Start of RECORDS SUPPLIED

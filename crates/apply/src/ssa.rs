use std::collections::{BTreeMap, BTreeSet, HashMap, HashSet};
use std::sync::{Arc, Mutex};
use std::time::Instant;

use anyhow::{anyhow, Context, Result};
use kdecl_core::{gvk_key, GroupVersionKind};
use kdecl_kubehub::ApiResolver;
use kdecl_manifest::parse_objects;
use kdecl_reconcile::Applier;
use kube::api::{DeleteParams, ListParams, Patch, PatchParams};
use metrics::{counter, histogram};
use tokio_util::sync::CancellationToken;
use tracing::{debug, info, Level};

use crate::{diff_summary, strip_server_fields, ApplyFlags};

/// GVK key → (GVK, namespaces it was applied into; `None` for cluster scope).
pub type AppliedTypes = BTreeMap<String, (GroupVersionKind, BTreeSet<Option<String>>)>;

/// Every type and namespace applied under each prune selector during this process's lifetime,
/// so a kind dropped from the manifest is still listed when pruning.
#[derive(Debug, Default)]
pub struct PruneInventory {
    by_selector: Mutex<HashMap<String, AppliedTypes>>,
}

impl PruneInventory {
    /// Merge `applied` into the selector's inventory and return the merged set.
    pub fn record(&self, selector: &str, applied: &AppliedTypes) -> AppliedTypes {
        let mut by_selector = match self.by_selector.lock() {
            Ok(g) => g,
            Err(poisoned) => poisoned.into_inner(),
        };
        let known = by_selector.entry(selector.to_string()).or_default();
        for (key, (gvk, namespaces)) in applied {
            known.entry(key.clone()).or_insert_with(|| (gvk.clone(), BTreeSet::new())).1.extend(namespaces.iter().cloned());
        }
        known.clone()
    }
}

/// Server-side apply of every object, then deletion of selector-matching objects the
/// manifest no longer contains, across every type applied under that selector so far.
pub struct SsaApplier {
    resolver: Arc<ApiResolver>,
    field_manager: String,
    inventory: PruneInventory,
}

impl SsaApplier {
    pub fn new(resolver: Arc<ApiResolver>) -> Self {
        Self { resolver, field_manager: "kdecl".to_string(), inventory: PruneInventory::default() }
    }

    pub fn with_field_manager(mut self, name: impl Into<String>) -> Self {
        self.field_manager = name.into();
        self
    }

    async fn prune(
        &self,
        cancel: &CancellationToken,
        selector: &str,
        types: &AppliedTypes,
        keep: &HashSet<(String, Option<String>, String)>,
    ) -> Result<usize> {
        let mut deleted = 0;
        for (key, (gvk, namespaces)) in types {
            for ns in namespaces {
                if cancel.is_cancelled() {
                    return Err(anyhow!("apply cancelled"));
                }
                let resolved = self.resolver.resolve(gvk).await?;
                let scope = if resolved.namespaced { ns.as_deref() } else { None };
                let api = kdecl_kubehub::dynamic_api(self.resolver.client().clone(), &resolved, scope);
                let live = api
                    .list(&ListParams::default().labels(selector))
                    .await
                    .with_context(|| format!("listing {key} for prune"))?;
                for obj in live.items {
                    let name = obj.metadata.name.clone().unwrap_or_default();
                    let obj_ns = if resolved.namespaced { obj.metadata.namespace.clone() } else { None };
                    if name.is_empty() || keep.contains(&(key.clone(), obj_ns.clone(), name.clone())) {
                        continue;
                    }
                    if obj.metadata.deletion_timestamp.is_some() {
                        continue;
                    }
                    let api = kdecl_kubehub::dynamic_api(self.resolver.client().clone(), &resolved, obj_ns.as_deref());
                    api.delete(&name, &DeleteParams::background())
                        .await
                        .with_context(|| format!("pruning {key} {name}"))?;
                    info!(gvk = %key, ns = ?obj_ns, name = %name, "pruned");
                    counter!("prune_deleted_total", 1u64);
                    deleted += 1;
                }
            }
        }
        Ok(deleted)
    }
}

#[async_trait::async_trait]
impl Applier for SsaApplier {
    async fn apply(&self, cancel: &CancellationToken, namespace: Option<&str>, manifest: &str, extra_args: &[String]) -> Result<()> {
        let t0 = Instant::now();
        counter!("apply_attempts", 1u64);
        let flags = ApplyFlags::parse(extra_args)?;
        let objects = parse_objects(manifest)?;

        let mut types = AppliedTypes::new();
        let mut keep = HashSet::new();
        for o in objects.iter() {
            if cancel.is_cancelled() {
                return Err(anyhow!("apply cancelled"));
            }
            let gvk = o.gvk();
            let key = gvk_key(&gvk);
            let resolved = self.resolver.resolve(&gvk).await?;
            let ns = if resolved.namespaced { o.namespace().or(namespace).map(str::to_string) } else { None };
            let api = kdecl_kubehub::dynamic_api(self.resolver.client().clone(), &resolved, ns.as_deref());

            let desired = o.to_value();
            if tracing::enabled!(Level::DEBUG) {
                let live = api.get_opt(o.name()).await.with_context(|| format!("getting {key} {}", o.name()))?;
                let summary = match live {
                    Some(obj) => diff_summary(&strip_server_fields(desired.clone()), &strip_server_fields(serde_json::to_value(&obj)?)),
                    None => diff_summary(&desired, &serde_json::Value::Null),
                };
                debug!(gvk = %key, ns = ?ns, name = %o.name(), adds = summary.adds, updates = summary.updates, removes = summary.removes, "changes");
            }

            let mut pp = PatchParams::apply(&self.field_manager);
            if flags.force {
                pp = pp.force();
            }
            api.patch(o.name(), &pp, &Patch::Apply(&desired)).await.map_err(|e| {
                counter!("apply_err", 1u64);
                anyhow!("server-side apply of {key} {} failed: {e}", o.name())
            })?;
            debug!(gvk = %key, ns = ?ns, name = %o.name(), "applied");

            types.entry(key.clone()).or_insert_with(|| (gvk.clone(), BTreeSet::new())).1.insert(ns.clone());
            keep.insert((key, ns, o.name().to_string()));
        }
        histogram!("apply_latency_ms", t0.elapsed().as_secs_f64() * 1000.0);
        counter!("apply_ok", 1u64);

        if let Some(selector) = &flags.prune_selector {
            let known = self.inventory.record(selector, &types);
            let deleted = self.prune(cancel, selector, &known, &keep).await?;
            debug!(deleted, selector = %selector, "prune finished");
        }
        info!(objects = objects.len(), ns = ?namespace, "server-side apply succeeded");
        Ok(())
    }
}
//! Kdecl transformation pipeline: sectioned text, JSON stream rewriting, JSON tree transforms and templates.

#![forbid(unsafe_code)]

mod sections;
mod stream;
mod template;
mod tree;

pub use sections::split_sections;
pub use stream::{rewrite_json, to_indented_string, JsonStreamWriter, JsonToken, JsonTokenizer, WriterError};
pub use template::{indent, render, Renderer, DEFAULT_TEMPLATE_NAME};
pub use tree::{sort_slice, Transformer};

#[derive(Debug, thiserror::Error)]
pub enum TransformError {
    #[error("transform at {path:?} failed: {source}")]
    Callback {
        path: String,
        #[source]
        source: anyhow::Error,
    },
    #[error("error encoding value: {0}")]
    Encode(#[source] serde_json::Error),
}

#[derive(Debug, thiserror::Error)]
pub enum TemplateError {
    #[error("snippet {0:?} has the same name as the template")]
    SnippetCollision(String),
    #[error("template {name:?} does not parse: {source}")]
    Syntax {
        name: String,
        #[source]
        source: minijinja::Error,
    },
    #[error("template render error: {0}")]
    Render(#[from] minijinja::Error),
}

End of RECORDS SUPPLIED

TASK INSTRUCTIONS:
Every entry in the listing should be retyped exactly.

EXERCISE RESULT:
filename crates/apply/src/ssa.rs
use std::collections::{BTreeMap, BTreeSet, HashMap, HashSet};
use std::sync::{Arc, Mutex};
use std::time::Instant;

use anyhow::{anyhow, Context, Result};
use kdecl_core::{gvk_key, GroupVersionKind};
use kdecl_kubehub::ApiResolver;
use kdecl_manifest::parse_objects;
use kdecl_reconcile::Applier;
use kube::api::{DeleteParams, ListParams, Patch, PatchParams};
use metrics::{counter, histogram};
use tokio_util::sync::CancellationToken;
use tracing::{debug, info, Level};

use crate::{diff_summary, strip_server_fields, ApplyFlags};

/// GVK key → (GVK, namespaces it was applied into; `None` for cluster scope).
pub type AppliedTypes = BTreeMap<String, (GroupVersionKind, BTreeSet<Option<String>>)>;

/// Every type and namespace applied under each prune selector during this process's lifetime,
/// so a kind dropped from the manifest is still listed when pruning.
#[derive(Debug, Default)]
pub struct PruneInventory {
    by_selector: Mutex<HashMap<String, AppliedTypes>>,
}

impl PruneInventory {
    /// Merge `applied` into the selector's inventory and return the merged set.
    pub fn record(&self, selector: &str, applied: &AppliedTypes) -> AppliedTypes {
        let mut by_selector = match self.by_selector.lock() {
            Ok(g) => g,
            Err(poisoned) => poisoned.into_inner(),
        };
        let known = by_selector.entry(selector.to_string()).or_default();
        for (key, (gvk, namespaces)) in applied {
            known.entry(key.clone()).or_insert_with(|| (gvk.clone(), BTreeSet::new())).1.extend(namespaces.iter().cloned());
        }
        known.clone()
    }
}

/// Server-side apply of every object, then deletion of selector-matching objects the
/// manifest no longer contains, across every type applied under that selector so far.
pub struct SsaApplier {
    resolver: Arc<ApiResolver>,
    field_manager: String,
    inventory: PruneInventory,
}

impl SsaApplier {
    pub fn new(resolver: Arc<ApiResolver>) -> Self {
        Self { resolver, field_manager: "kdecl".to_string(), inventory: PruneInventory::default() }
    }

    pub fn with_field_manager(mut self, name: impl Into<String>) -> Self {
        self.field_manager = name.into();
        self
    }

    async fn prune(
        &self,
        cancel: &CancellationToken,
        selector: &str,
        types: &AppliedTypes,
        keep: &HashSet<(String, Option<String>, String)>,
    ) -> Result<usize> {
        let mut deleted = 0;
        for (key, (gvk, namespaces)) in types {
            for ns in namespaces {
                if cancel.is_cancelled() {
                    return Err(anyhow!("apply cancelled"));
                }
                let resolved = self.resolver.resolve(gvk).await?;
                let scope = if resolved.namespaced { ns.as_deref() } else { None };
                let api = kdecl_kubehub::dynamic_api(self.resolver.client().clone(), &resolved, scope);
                let live = api
                    .list(&ListParams::default().labels(selector))
                    .await
                    .with_context(|| format!("listing {key} for prune"))?;
                for obj in live.items {
                    let name = obj.metadata.name.clone().unwrap_or_default();
                    let obj_ns = if resolved.namespaced { obj.metadata.namespace.clone() } else { None };
                    if name.is_empty() || keep.contains(&(key.clone(), obj_ns.clone(), name.clone())) {
                        continue;
                    }
                    if obj.metadata.deletion_timestamp.is_some() {
                        continue;
                    }
                    let api = kdecl_kubehub::dynamic_api(self.resolver.client().clone(), &resolved, obj_ns.as_deref());
                    api.delete(&name, &DeleteParams::background())
                        .await
                        .with_context(|| format!("pruning {key} {name}"))?;
                    info!(gvk = %key, ns = ?obj_ns, name = %name, "pruned");
                    counter!("prune_deleted_total", 1u64);
                    deleted += 1;
                }
            }
        }
        Ok(deleted)
    }
}

#[async_trait::async_trait]
impl Applier for SsaApplier {
    async fn apply(&self, cancel: &CancellationToken, namespace: Option<&str>, manifest: &str, extra_args: &[String]) -> Result<()> {
        let t0 = Instant::now();
        counter!("apply_attempts", 1u64);
        let flags = ApplyFlags::parse(extra_args)?;
        let objects = parse_objects(manifest)?;

        let mut types = AppliedTypes::new();
        let mut keep = HashSet::new();
        for o in objects.iter() {
            if cancel.is_cancelled() {
                return Err(anyhow!("apply cancelled"));
            }
            let gvk = o.gvk();
            let key = gvk_key(&gvk);
            let resolved = self.resolver.resolve(&gvk).await?;
            let ns = if resolved.namespaced { o.namespace().or(namespace).map(str::to_string) } else { None };
            let api = kdecl_kubehub::dynamic_api(self.resolver.client().clone(), &resolved, ns.as_deref());

            let desired = o.to_value();
            if tracing::enabled!(Level::DEBUG) {
                let live = api.get_opt(o.name()).await.with_context(|| format!("getting {key} {}", o.name()))?;
                let summary = match live {
                    Some(obj) => diff_summary(&strip_server_fields(desired.clone()), &strip_server_fields(serde_json::to_value(&obj)?)),
                    None => diff_summary(&desired, &serde_json::Value::Null),
                };
                debug!(gvk = %key, ns = ?ns, name = %o.name(), adds = summary.adds, updates = summary.updates, removes = summary.removes, "changes");
            }

            let mut pp = PatchParams::apply(&self.field_manager);
            if flags.force {
                pp = pp.force();
            }
            api.patch(o.name(), &pp, &Patch::Apply(&desired)).await.map_err(|e| {
                counter!("apply_err", 1u64);
                anyhow!("server-side apply of {key} {} failed: {e}", o.name())
            })?;
            debug!(gvk = %key, ns = ?ns, name = %o.name(), "applied");

            types.entry(key.clone()).or_insert_with(|| (gvk.clone(), BTreeSet::new())).1.insert(ns.clone());
            keep.insert((key, ns, o.name().to_string()));
        }
        histogram!("apply_latency_ms", t0.elapsed().as_secs_f64() * 1000.0);
        counter!("apply_ok", 1u64);

        if let Some(selector) = &flags.prune_selector {
            let known = self.inventory.record(selector, &types);
            let deleted = self.prune(cancel, selector, &known, &keep).await?;
            debug!(deleted, selector = %selector, "prune finished");
        }
        info!(objects = objects.len(), ns = ?namespace, "server-side apply succeeded");
        Ok(())
    }
}
//! Kdecl transformation pipeline: sectioned text, JSON stream rewriting, JSON tree transforms and templates.

#![forbid(unsafe_code)]

mod sections;
mod stream;
mod template;
mod tree;

pub use sections::split_sections;
pub use stream::{rewrite_json, to_indented_string, JsonStreamWriter, JsonToken, JsonTokenizer, WriterError};
pub use template::{indent, render, Renderer, DEFAULT_TEMPLATE_NAME};
pub use tree::{sort_slice, Transformer};

#[derive(Debug, thiserror::Error)]
pub enum TransformError {
    #[error("transform at {path:?} failed: {source}")]
    Callback {
        path: String,
        #[source]
        source: anyhow::Error,
    },
    #[error("error encoding value: {0}")]
    Encode(#[source] serde_json::Error),
}

#[derive(Debug, thiserror::Error)]
pub enum TemplateError {
    #[error("snippet {0:?} has the same name as the template")]
    SnippetCollision(String),
    #[error("template {name:?} does not parse: {source}")]
    Syntax {
        name: String,
        #[source]
        source: minijinja::Error,
    },
    #[error("template render error: {0}")]
    Render(#[from] minijinja::Error),
}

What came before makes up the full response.